Patients presenting for nPEP give providers an invaluable opportunity to do baseline HIV testing, provide education and counseling about risk behaviors, evaluate for possible PrEP, and perhaps most important, to attempt to engage patients in ongoing medical care to address other problems that may exist, such as substance use and mental health issues. These patients are a group that may have HIV already and have been found to have elevated future risk for both HIV seroconversion16 and acquisition of other sexually transmitted diseases, including hepatitis C. Acute hepatitis C has now reached epidemic levels in some populations of men who have sex with men17 (although it may be that it is simply being detected more frequently18).

Even if prophylaxis is not indicated, these encounters may represent a rare contact with the healthcare system for an at-risk individual who could benefit from ongoing care, education, and counseling.

Although rates of completion for 28 days of nPEP are generally higher than the rates found in oPEP studies, tolerability of older regimens has remained a significant problem.

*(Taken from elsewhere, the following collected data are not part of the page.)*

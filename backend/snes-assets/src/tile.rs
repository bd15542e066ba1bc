//! 8x8 tiles and the SNES planar bitplane codec
//!
//! Tiles are stored as interleaved bitplane pairs: for each pair of planes, 8 rows of 2 bytes
//! (even plane then odd plane), with bit 7 of each byte holding the leftmost pixel. A 4bpp tile is
//! the 2bpp layout for planes 0-1 followed by the same layout for planes 2-3, and 8bpp continues
//! with planes 4-5 and 6-7.

use crate::num::GetBit;
use std::fmt::{Display, Formatter};
use thiserror::Error;

pub const TILE_WIDTH: usize = 8;
pub const TILE_HEIGHT: usize = 8;
pub const TILE_PIXELS: usize = TILE_WIDTH * TILE_HEIGHT;

#[derive(Debug, Clone, Copy, PartialEq, Eq, Hash, Default)]
#[cfg_attr(feature = "serde", derive(serde::Serialize, serde::Deserialize))]
#[cfg_attr(feature = "clap", derive(clap::ValueEnum))]
pub enum TileDepth {
    // 4-color
    Two,
    // 16-color
    #[default]
    Four,
    // 256-color
    Eight,
}

impl TileDepth {
    // OBJ tiles are always 4bpp
    pub const OBJ: Self = Self::Four;

    pub const ALL: [Self; 3] = [Self::Two, Self::Four, Self::Eight];

    #[inline]
    #[must_use]
    pub const fn bits(self) -> u8 {
        match self {
            Self::Two => 2,
            Self::Four => 4,
            Self::Eight => 8,
        }
    }

    #[inline]
    #[must_use]
    pub const fn bytes_per_tile(self) -> usize {
        8 * self.bits() as usize
    }

    /// Largest pixel index representable at this depth.
    #[inline]
    #[must_use]
    pub const fn max_index(self) -> u8 {
        match self {
            Self::Two => 0x03,
            Self::Four => 0x0F,
            Self::Eight => 0xFF,
        }
    }

    #[inline]
    #[must_use]
    pub const fn color_count(self) -> u16 {
        1 << self.bits()
    }

    #[must_use]
    pub fn from_bits(bits: u8) -> Option<Self> {
        match bits {
            2 => Some(Self::Two),
            4 => Some(Self::Four),
            8 => Some(Self::Eight),
            _ => None,
        }
    }
}

impl Display for TileDepth {
    fn fmt(&self, f: &mut Formatter<'_>) -> std::fmt::Result {
        write!(f, "{}bpp", self.bits())
    }
}

#[derive(Debug, Error, PartialEq, Eq)]
pub enum TileError {
    #[error("{depth} tile must be exactly {expected} bytes, got {actual}")]
    ByteLength { depth: TileDepth, expected: usize, actual: usize },
    #[error("{depth} tileset length {actual} is not a multiple of {tile_size} bytes")]
    TilesetLength { depth: TileDepth, tile_size: usize, actual: usize },
}

pub type TileResult<T> = Result<T, TileError>;

/// An 8x8 tile of palette indices in row-major order.
///
/// The category is free text for grouping in an editor and has no effect on encoding or
/// equality of pixel content (see [`Tile::same_pixels`]).
#[derive(Debug, Clone, PartialEq, Eq, Hash)]
#[cfg_attr(feature = "serde", derive(serde::Serialize, serde::Deserialize))]
pub struct Tile {
    #[cfg_attr(feature = "serde", serde(with = "pixels_serde"))]
    pub pixels: [u8; TILE_PIXELS],
    pub category: Option<String>,
}

// serde only derives for arrays up to 32 elements
#[cfg(feature = "serde")]
mod pixels_serde {
    use super::TILE_PIXELS;
    use serde::de::Error;
    use serde::{Deserialize, Deserializer, Serialize, Serializer};

    pub fn serialize<S: Serializer>(pixels: &[u8; TILE_PIXELS], serializer: S) -> Result<S::Ok, S::Error> {
        pixels.as_slice().serialize(serializer)
    }

    pub fn deserialize<'de, D: Deserializer<'de>>(deserializer: D) -> Result<[u8; TILE_PIXELS], D::Error> {
        let pixels = Vec::<u8>::deserialize(deserializer)?;
        <[u8; TILE_PIXELS]>::try_from(pixels.as_slice())
            .map_err(|_| D::Error::invalid_length(pixels.len(), &"64 pixel indices"))
    }
}

impl Default for Tile {
    fn default() -> Self {
        Self::blank()
    }
}

impl Tile {
    #[must_use]
    pub const fn blank() -> Self {
        Self { pixels: [0; TILE_PIXELS], category: None }
    }

    #[must_use]
    pub const fn from_pixels(pixels: [u8; TILE_PIXELS]) -> Self {
        Self { pixels, category: None }
    }

    #[must_use]
    pub fn with_category(mut self, category: impl Into<String>) -> Self {
        self.category = Some(category.into());
        self
    }

    /// # Panics
    ///
    /// Panics if `x` or `y` is not in `0..8`.
    #[inline]
    #[must_use]
    pub fn pixel(&self, x: usize, y: usize) -> u8 {
        assert!(x < TILE_WIDTH && y < TILE_HEIGHT, "pixel ({x}, {y}) is outside of 8x8 tile");
        self.pixels[y * TILE_WIDTH + x]
    }

    /// # Panics
    ///
    /// Panics if `x` or `y` is not in `0..8`.
    #[inline]
    pub fn set_pixel(&mut self, x: usize, y: usize, index: u8) {
        assert!(x < TILE_WIDTH && y < TILE_HEIGHT, "pixel ({x}, {y}) is outside of 8x8 tile");
        self.pixels[y * TILE_WIDTH + x] = index;
    }

    #[inline]
    #[must_use]
    pub fn same_pixels(&self, other: &Tile) -> bool {
        self.pixels == other.pixels
    }

    #[inline]
    #[must_use]
    pub fn is_blank(&self) -> bool {
        self.pixels.iter().all(|&pixel| pixel == 0)
    }

    /// Copy of this tile with every pixel masked down to `depth` bits.
    #[must_use]
    pub fn masked(&self, depth: TileDepth) -> Self {
        let mask = depth.max_index();
        Self { pixels: self.pixels.map(|pixel| pixel & mask), category: self.category.clone() }
    }

    /// Decode a single tile from planar bitplane bytes.
    ///
    /// # Errors
    ///
    /// Returns [`TileError::ByteLength`] if `bytes` is not exactly `8 * depth` bytes long.
    pub fn decode(bytes: &[u8], depth: TileDepth) -> TileResult<Self> {
        let expected = depth.bytes_per_tile();
        if bytes.len() != expected {
            return Err(TileError::ByteLength { depth, expected, actual: bytes.len() });
        }

        let mut pixels = [0; TILE_PIXELS];
        for row in 0..TILE_HEIGHT {
            for col in 0..TILE_WIDTH {
                let bit_idx = (7 - col) as u8;

                let mut color = 0_u8;
                for plane in (0..depth.bits() as usize).step_by(2) {
                    let byte_idx = 8 * plane + 2 * row;
                    color |= u8::from(bytes[byte_idx].bit(bit_idx)) << plane;
                    color |= u8::from(bytes[byte_idx + 1].bit(bit_idx)) << (plane + 1);
                }

                pixels[row * TILE_WIDTH + col] = color;
            }
        }

        Ok(Self::from_pixels(pixels))
    }

    /// Encode this tile into planar bitplane bytes.
    ///
    /// This is lossy for out-of-range pixels: every index is masked to `depth` bits before being
    /// split into bitplanes.
    #[must_use]
    pub fn encode(&self, depth: TileDepth) -> Vec<u8> {
        let mask = depth.max_index();
        let mut bytes = vec![0; depth.bytes_per_tile()];

        for row in 0..TILE_HEIGHT {
            for col in 0..TILE_WIDTH {
                let color = self.pixels[row * TILE_WIDTH + col] & mask;
                let bit_idx = 7 - col;

                for plane in (0..depth.bits() as usize).step_by(2) {
                    let byte_idx = 8 * plane + 2 * row;
                    bytes[byte_idx] |= u8::from(color.bit(plane as u8)) << bit_idx;
                    bytes[byte_idx + 1] |= u8::from(color.bit(plane as u8 + 1)) << bit_idx;
                }
            }
        }

        bytes
    }

    /// Decode a contiguous run of tiles.
    ///
    /// # Errors
    ///
    /// Returns [`TileError::TilesetLength`] if `bytes` is not a whole number of tiles.
    pub fn decode_many(bytes: &[u8], depth: TileDepth) -> TileResult<Vec<Self>> {
        let tile_size = depth.bytes_per_tile();
        if bytes.len() % tile_size != 0 {
            return Err(TileError::TilesetLength { depth, tile_size, actual: bytes.len() });
        }

        bytes.chunks_exact(tile_size).map(|chunk| Self::decode(chunk, depth)).collect()
    }

    #[must_use]
    pub fn encode_many(tiles: &[Self], depth: TileDepth) -> Vec<u8> {
        tiles.iter().flat_map(|tile| tile.encode(depth)).collect()
    }

    fn remap(&self, source_of: impl Fn(usize, usize) -> (usize, usize)) -> Self {
        let mut pixels = [0; TILE_PIXELS];
        for y in 0..TILE_HEIGHT {
            for x in 0..TILE_WIDTH {
                let (src_x, src_y) = source_of(x, y);
                pixels[y * TILE_WIDTH + x] = self.pixels[src_y * TILE_WIDTH + src_x];
            }
        }

        Self { pixels, category: self.category.clone() }
    }

    #[must_use]
    pub fn flip_horizontal(&self) -> Self {
        self.remap(|x, y| (7 - x, y))
    }

    #[must_use]
    pub fn flip_vertical(&self) -> Self {
        self.remap(|x, y| (x, 7 - y))
    }

    /// Rotate 90 degrees clockwise: the top-left pixel ends up top-right.
    #[must_use]
    pub fn rotate_90_cw(&self) -> Self {
        self.remap(|x, y| (y, 7 - x))
    }

    /// Shift pixels with wraparound at the tile edges.
    ///
    /// The pixel at `(x, y)` moves to `((x + dx) mod 8, (y + dy) mod 8)`, so shifting right by 1
    /// moves column 7 to column 0.
    #[must_use]
    pub fn shift(&self, dx: i32, dy: i32) -> Self {
        self.remap(|x, y| {
            let src_x = (x as i32 - dx).rem_euclid(TILE_WIDTH as i32) as usize;
            let src_y = (y as i32 - dy).rem_euclid(TILE_HEIGHT as i32) as usize;
            (src_x, src_y)
        })
    }

    #[must_use]
    pub fn replace_color(&self, from: u8, to: u8) -> Self {
        Self {
            pixels: self.pixels.map(|pixel| if pixel == from { to } else { pixel }),
            category: self.category.clone(),
        }
    }
}

#[cfg(test)]
mod tests {
    use super::*;
    use test_log::test;

    fn gradient_tile() -> Tile {
        Tile::from_pixels(std::array::from_fn(|i| i as u8))
    }

    #[test]
    fn decode_2bpp_known_bytes() {
        // Row 0: plane 0 = 0b1000_0001, plane 1 = 0b1100_0000
        let mut bytes = [0_u8; 16];
        bytes[0] = 0b1000_0001;
        bytes[1] = 0b1100_0000;

        let tile = Tile::decode(&bytes, TileDepth::Two).unwrap();
        assert_eq!(tile.pixel(0, 0), 3);
        assert_eq!(tile.pixel(1, 0), 2);
        assert_eq!(tile.pixel(2, 0), 0);
        assert_eq!(tile.pixel(7, 0), 1);
        assert!(tile.pixels[8..].iter().all(|&p| p == 0));
    }

    #[test]
    fn decode_4bpp_upper_planes() {
        // Planes 2-3 of row 1 start at byte 16 + 2
        let mut bytes = [0_u8; 32];
        bytes[18] = 0x80;
        bytes[19] = 0x80;
        bytes[2] = 0x80;

        let tile = Tile::decode(&bytes, TileDepth::Four).unwrap();
        assert_eq!(tile.pixel(0, 1), 0b1101);
    }

    #[test]
    fn decode_8bpp_top_plane() {
        let mut bytes = [0_u8; 64];
        // Plane 7 of row 7 is at 48 + 14 + 1
        bytes[63] = 0x01;

        let tile = Tile::decode(&bytes, TileDepth::Eight).unwrap();
        assert_eq!(tile.pixel(7, 7), 0x80);
    }

    #[test]
    fn decode_rejects_wrong_length() {
        assert_eq!(
            Tile::decode(&[0; 31], TileDepth::Four),
            Err(TileError::ByteLength { depth: TileDepth::Four, expected: 32, actual: 31 })
        );
    }

    #[test]
    fn encode_decode_round_trip_after_masking() {
        let tile = gradient_tile();
        for depth in TileDepth::ALL {
            let bytes = tile.encode(depth);
            assert_eq!(bytes.len(), depth.bytes_per_tile());
            assert_eq!(Tile::decode(&bytes, depth).unwrap(), tile.masked(depth));
        }
    }

    #[test]
    fn encode_truncates_out_of_range_indices() {
        let mut tile = Tile::blank();
        tile.set_pixel(0, 0, 0x17);

        let decoded = Tile::decode(&tile.encode(TileDepth::Four), TileDepth::Four).unwrap();
        assert_eq!(decoded.pixel(0, 0), 0x07);
    }

    #[test]
    fn decode_many_requires_whole_tiles() {
        let bytes = Tile::encode_many(&[gradient_tile(), Tile::blank()], TileDepth::Two);
        assert_eq!(Tile::decode_many(&bytes, TileDepth::Two).unwrap().len(), 2);
        assert!(Tile::decode_many(&bytes[1..], TileDepth::Two).is_err());
    }

    #[test]
    fn flips() {
        let tile = gradient_tile();
        assert_eq!(tile.flip_horizontal().pixel(0, 0), tile.pixel(7, 0));
        assert_eq!(tile.flip_vertical().pixel(3, 0), tile.pixel(3, 7));
        assert_eq!(tile.flip_horizontal().flip_horizontal(), tile);
    }

    #[test]
    fn rotate_clockwise() {
        let tile = gradient_tile();
        let rotated = tile.rotate_90_cw();
        assert_eq!(rotated.pixel(7, 0), tile.pixel(0, 0));
        assert_eq!(rotated.pixel(7, 7), tile.pixel(7, 0));
        assert_eq!(rotated.pixel(0, 0), tile.pixel(0, 7));
        assert_eq!(rotated.rotate_90_cw().rotate_90_cw().rotate_90_cw(), tile);
        assert_eq!(tile.rotate_90_cw().rotate_90_cw(), tile.flip_horizontal().flip_vertical());
    }

    #[test]
    fn shift_wraps_around() {
        let mut tile = Tile::blank();
        tile.set_pixel(7, 2, 5);
        tile.set_pixel(1, 0, 9);

        let right = tile.shift(1, 0);
        assert_eq!(right.pixel(0, 2), 5);
        assert_eq!(right.pixel(2, 0), 9);

        let up = tile.shift(0, -1);
        assert_eq!(up.pixel(1, 7), 9);
        assert_eq!(up.pixel(7, 1), 5);

        assert_eq!(tile.shift(8, -16), tile);
    }

    #[test]
    fn replace_color_keeps_category() {
        let tile = gradient_tile().with_category("hud");
        let replaced = tile.replace_color(5, 0);
        assert_eq!(replaced.pixel(5, 0), 0);
        assert_eq!(replaced.pixel(6, 0), 6);
        assert_eq!(replaced.category.as_deref(), Some("hud"));
    }

    #[test]
    #[should_panic(expected = "outside of 8x8 tile")]
    fn pixel_out_of_bounds_panics() {
        let _ = Tile::blank().pixel(8, 0);
    }
}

This update addresses that with a key change -- recommending that the preferred regimen include tenofovir, emtricitabine (or lamivudine), and raltegravir, agents that are extremely well tolerated and have been shown to result in higher completion rates in all PEP settings.19,20

This update also highlights the importance of timely consultation with experts in the treatment of HIV. In addition to knowledge about and access to PEP, proper assessment of risk, forewarning of possible side effects and how to manage them, and counseling on adhering to the full 28-day course are vital and best managed by a provider with experience in this setting.

Some patients may under- or overestimate the actual risk of the presenting exposure21; given the high stakes, proper selection for nPEP is vital. Just as crucial are situations in which the source patient may be known to have HIV or may have had a recent exposure and could possibly have acute infection, raising the risk for transmission significantly.

The decision-making process can be complex and time-sensitive, and although these guidelines provide a very clear series of steps -- evaluation of risk, appropriate testing in all possible scenarios based on source availability and serostatus, evaluation for other sexually transmitted diseases, and treatment and follow-up -- primary care providers may not have significant experience in this setting. If appropriate expert guidance is not readily available locally, providers can call the National Clinicians' Consultation Center PEPline at 888-448-4911.

Other important changes in this guideline, in addition to a new preferred regimen, include:

  1. Recommendation for the use of HIV RNA testing to assess available source patients who may have had recent high-risk exposures but test negative with antibody based tests at baseline;

  2. Follow-up HIV testing no longer needed at 6 months for the exposed patient;

  3. A clear table outlining exposures appropriate for nPEP and an appendix with estimated risks of various exposures, as well as factors that may increase risk;

  4. Recommendation to consider PrEP for patients who present with repeated high-risk behavior or for repeat courses of nPEP; and

  5. Updated guidance regarding payment options for nPEP.

Significant challenges remain in reducing new HIV infections. These updated guidelines provide a clear roadmap for one important aspect of the necessary comprehensive approach to reduce and eliminate HIV for future generations.